The Nationalist army was accompanied by Russian advisers. The Russians had also just opened a consulate in Changsha, and the KGB station there had the second-largest budget of any of the fourteen stations in China after Shanghai. An American missionary wrote home later that year from Changsha: “We have a Russian Consul [now]. No Russian interests here at all to represent … it is plain … what he is up to … China may pay high for his genial presence …” With close Russian supervision, the new Nationalist authorities in Hunan gave peasant associations their blessing — and funding — and by the end of the year the associations had sprung up in much of the countryside in this province of 30 million people. The social order was turned upside down.
At this time, warlords had been fighting sporadic wars for ten years, and there had been more than forty changes of the central government since the country had become a republic in 1912. But the warlords had always made sure that the social structure was preserved, and life went on as usual for civilians, as long as they were not caught in the crossfire. Now, because the Nationalists were following Russian instructions aimed at bringing about a Soviet-style revolution, social order broke down for the first time.
Violence erupted as poor peasants helped themselves to the food and money of the relatively rich, and took revenge. Thugs and sadists also indulged themselves. By December there was mayhem in the Hunan countryside. In his capacity as a leader of the peasant movement, Mao was invited back to his home province to give guidance.
CHANGSHA, WHEN MAO returned, was a changed city, with victims being paraded around in dunce’s hats (a European invention) as a sign of humiliation. Children scampered around singing “Down with the [imperialist] powers and eliminate the warlords,” the anthem of the Nationalist Revolution, sung to the tune of “Frère Jacques.”
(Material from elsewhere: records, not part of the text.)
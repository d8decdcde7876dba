use anyhow::{ensure, Result};
use reqwest::Method;
use serde_json::Value;

use super::checks::{ListingConsistency, RequiresAuth, ResponseTime, Search};
use crate::api::types::{
    CreatedResource, NewProduct, Product, MSG_CREATED, MSG_DELETED, MSG_PRODUCT_NOT_FOUND,
    MSG_UPDATED,
};
use crate::credentials::Role;
use crate::data;
use crate::runner::{expect, CaseFuture, Fixture, Priority, SpecDef, SuiteDef};

const PRODUCT_ID: &str = "product_id";
const PRODUCT: &str = "product";

/// Placeholder id for routes that must refuse before looking the product up
const UNKNOWN_ID: &str = "BeeJh5lz3k6kSIzA";

pub fn spec() -> SpecDef {
    let by_id = format!("produtos/{}", UNKNOWN_ID);

    SpecDef::new("produtos", "Produtos API")
        .description("Product CRUD chain, access control, listing, search and response time")
        .priority(Priority::Medium)
        .tags(&["api", "produtos", "regression"])
        .suite(
            SuiteDef::new("Produtos")
                .before_each(login_admin)
                .case("[POST] creates a product", create_product)
                .case("[GET] reads the created product", read_product)
                .case("[PUT] updates the product", update_product)
                .case("[GET] returns the updated fields", read_product)
                .case("[POST] rejects a duplicate product name", duplicate_name)
                .case("[DELETE] deletes the product", delete_product)
                .case("[GET] no longer finds the deleted product", read_deleted_product)
                .child(
                    SuiteDef::new("Controle de acesso")
                        .case(
                            "[POST] /produtos requires a token",
                            RequiresAuth::without_token(Method::POST, "produtos"),
                        )
                        .case(
                            "[POST] /produtos rejects an invalid token",
                            RequiresAuth::with_invalid_token(Method::POST, "produtos"),
                        )
                        .case(
                            "[PUT] /produtos/{id} requires a token",
                            RequiresAuth::without_token(Method::PUT, &by_id),
                        )
                        .case(
                            "[DELETE] /produtos/{id} requires a token",
                            RequiresAuth::without_token(Method::DELETE, &by_id),
                        )
                        .case(
                            "[POST] /produtos is reserved for administrators",
                            standard_user_forbidden,
                        ),
                )
                .child(
                    SuiteDef::new("Listagem e busca")
                        .case(
                            "[GET] lists products with a matching count",
                            ListingConsistency::new("produtos", "produtos"),
                        )
                        .case(
                            "[GET] filters by name",
                            Search::new(
                                "produtos",
                                "produtos",
                                &[("nome", "Logitech MX Vertical")],
                                named_logitech,
                            ),
                        )
                        .case(
                            "[GET] filters by price",
                            Search::new("produtos", "produtos", &[("preco", "150")], priced_150),
                        )
                        .case("[GET] finds a new product by name", search_created),
                )
                .child(
                    SuiteDef::new("Desempenho").case(
                        "[GET] /produtos responds within budget",
                        ResponseTime::new(Method::GET, "produtos"),
                    ),
                ),
        )
}

fn named_logitech(product: &Value) -> bool {
    product
        .get("nome")
        .and_then(Value::as_str)
        .map_or(false, |n| n.contains("Logitech"))
}

fn priced_150(product: &Value) -> bool {
    product.get("preco").and_then(Value::as_u64) == Some(150)
}

fn login_admin(fx: &mut Fixture) -> CaseFuture<'_> {
    Box::pin(async move {
        fx.login(Role::Admin).await?;
        Ok(())
    })
}

/// Create a product as the current user and register it for cleanup
pub(crate) async fn create_tracked(fx: &mut Fixture, product: &NewProduct) -> Result<String> {
    let res = fx.api.create("produtos", product).await?;
    expect::status(&res, 201)?;
    expect::message(&res, MSG_CREATED)?;
    let created: CreatedResource = res.json()?;
    fx.track(&format!("produtos/{}", created.id), Role::Admin);
    Ok(created.id)
}

fn create_product(fx: &mut Fixture) -> CaseFuture<'_> {
    Box::pin(async move {
        let product = data::product();
        let id = create_tracked(fx, &product).await?;
        fx.set_var(PRODUCT_ID, &id);
        fx.set_var(PRODUCT, &serde_json::to_string(&product)?);
        Ok(())
    })
}

fn read_product(fx: &mut Fixture) -> CaseFuture<'_> {
    Box::pin(async move {
        let id = fx.require_var(PRODUCT_ID)?;
        let expected: NewProduct = serde_json::from_str(&fx.require_var(PRODUCT)?)?;

        let res = fx.api.read(&format!("produtos/{}", id)).await?;
        expect::status(&res, 200)?;
        let product: Product = res.json()?;
        ensure!(product.id == id, "read {} but asked for {}", product.id, id);
        ensure!(
            product.matches(&expected),
            "stored product {:?} differs from {:?}",
            product,
            expected
        );
        Ok(())
    })
}

fn update_product(fx: &mut Fixture) -> CaseFuture<'_> {
    Box::pin(async move {
        let id = fx.require_var(PRODUCT_ID)?;
        let updated = data::product();

        let res = fx.api.update(&format!("produtos/{}", id), &updated).await?;
        expect::status(&res, 200)?;
        expect::message(&res, MSG_UPDATED)?;
        fx.set_var(PRODUCT, &serde_json::to_string(&updated)?);
        Ok(())
    })
}

fn duplicate_name(fx: &mut Fixture) -> CaseFuture<'_> {
    Box::pin(async move {
        let existing: NewProduct = serde_json::from_str(&fx.require_var(PRODUCT)?)?;
        let mut copy = data::product();
        copy.nome = existing.nome;

        let res = fx.api.create("produtos", &copy).await?;
        expect::status(&res, 400)?;
        expect::message_contains(&res, "produto com esse nome")
    })
}

fn delete_product(fx: &mut Fixture) -> CaseFuture<'_> {
    Box::pin(async move {
        let endpoint = format!("produtos/{}", fx.require_var(PRODUCT_ID)?);
        let res = fx.api.delete(&endpoint).await?;
        expect::status(&res, 200)?;
        expect::message(&res, MSG_DELETED)?;
        fx.untrack(&endpoint);
        Ok(())
    })
}

fn read_deleted_product(fx: &mut Fixture) -> CaseFuture<'_> {
    Box::pin(async move {
        let id = fx.require_var(PRODUCT_ID)?;
        let res = fx.api.read(&format!("produtos/{}", id)).await?;
        expect::status(&res, 400)?;
        expect::message(&res, MSG_PRODUCT_NOT_FOUND)
    })
}

fn standard_user_forbidden(fx: &mut Fixture) -> CaseFuture<'_> {
    Box::pin(async move {
        fx.login(Role::User).await?;
        let res = fx.api.create("produtos", &data::product()).await?;
        expect::status(&res, 403)?;
        expect::message_contains(&res, "administradores")
    })
}

fn search_created(fx: &mut Fixture) -> CaseFuture<'_> {
    Box::pin(async move {
        let product = data::product();
        let id = create_tracked(fx, &product).await?;

        let res = fx
            .api
            .list("produtos", &[("nome", product.nome.clone())])
            .await?;
        expect::status(&res, 200)?;
        let found = res
            .field("produtos")
            .and_then(Value::as_array)
            .map_or(false, |items| {
                items
                    .iter()
                    .any(|p| p.get("_id").and_then(Value::as_str) == Some(id.as_str()))
            });
        ensure!(found, "product {} not returned when searching by its name", id);
        Ok(())
    })
}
On 20 December 1926 about 300 people crowded the Changsha slide-show theater to listen to Mao, who shared the stage with a Russian agitator called Boris Freyer. (Like virtually every Russian agent in China at this time, he later disappeared in Stalin’s purges.) Mao was no orator; his speech was two hours long, and flat. But it was moderate. “It is not the time yet to overthrow landlords,” he said. “We must make some concessions to them.” At the present stage, “we should only reduce rents and interest rates, and increase the wages of hired hands.” Quoting Mao as saying “we are not preparing to take the land immediately,” Freyer told the Russians’ control body, the Far Eastern Bureau, that Mao’s speech was basically “fine,” but inclined towards being too moderate.
Though Mao did not address the issue of violence, his general approach was not militant. Shortly afterwards he went off on an inspection tour of the Hunan countryside. By the end of the tour, which lasted thirty-two days, he had undergone a dramatic change. Mao himself was to say that before this trip he had been taking a moderate line, and “not until I stayed in Hunan for over thirty days did I completely change my attitude.” What really happened was that Mao discovered in himself a love for bloodthirsty thuggery. This gut enjoyment, which verged on sadism, meshed with, but preceded, his affinity for Leninist violence. Mao did not come to violence via theory. The propensity sprang from his character, and was to have a profound impact on his future methods of rule.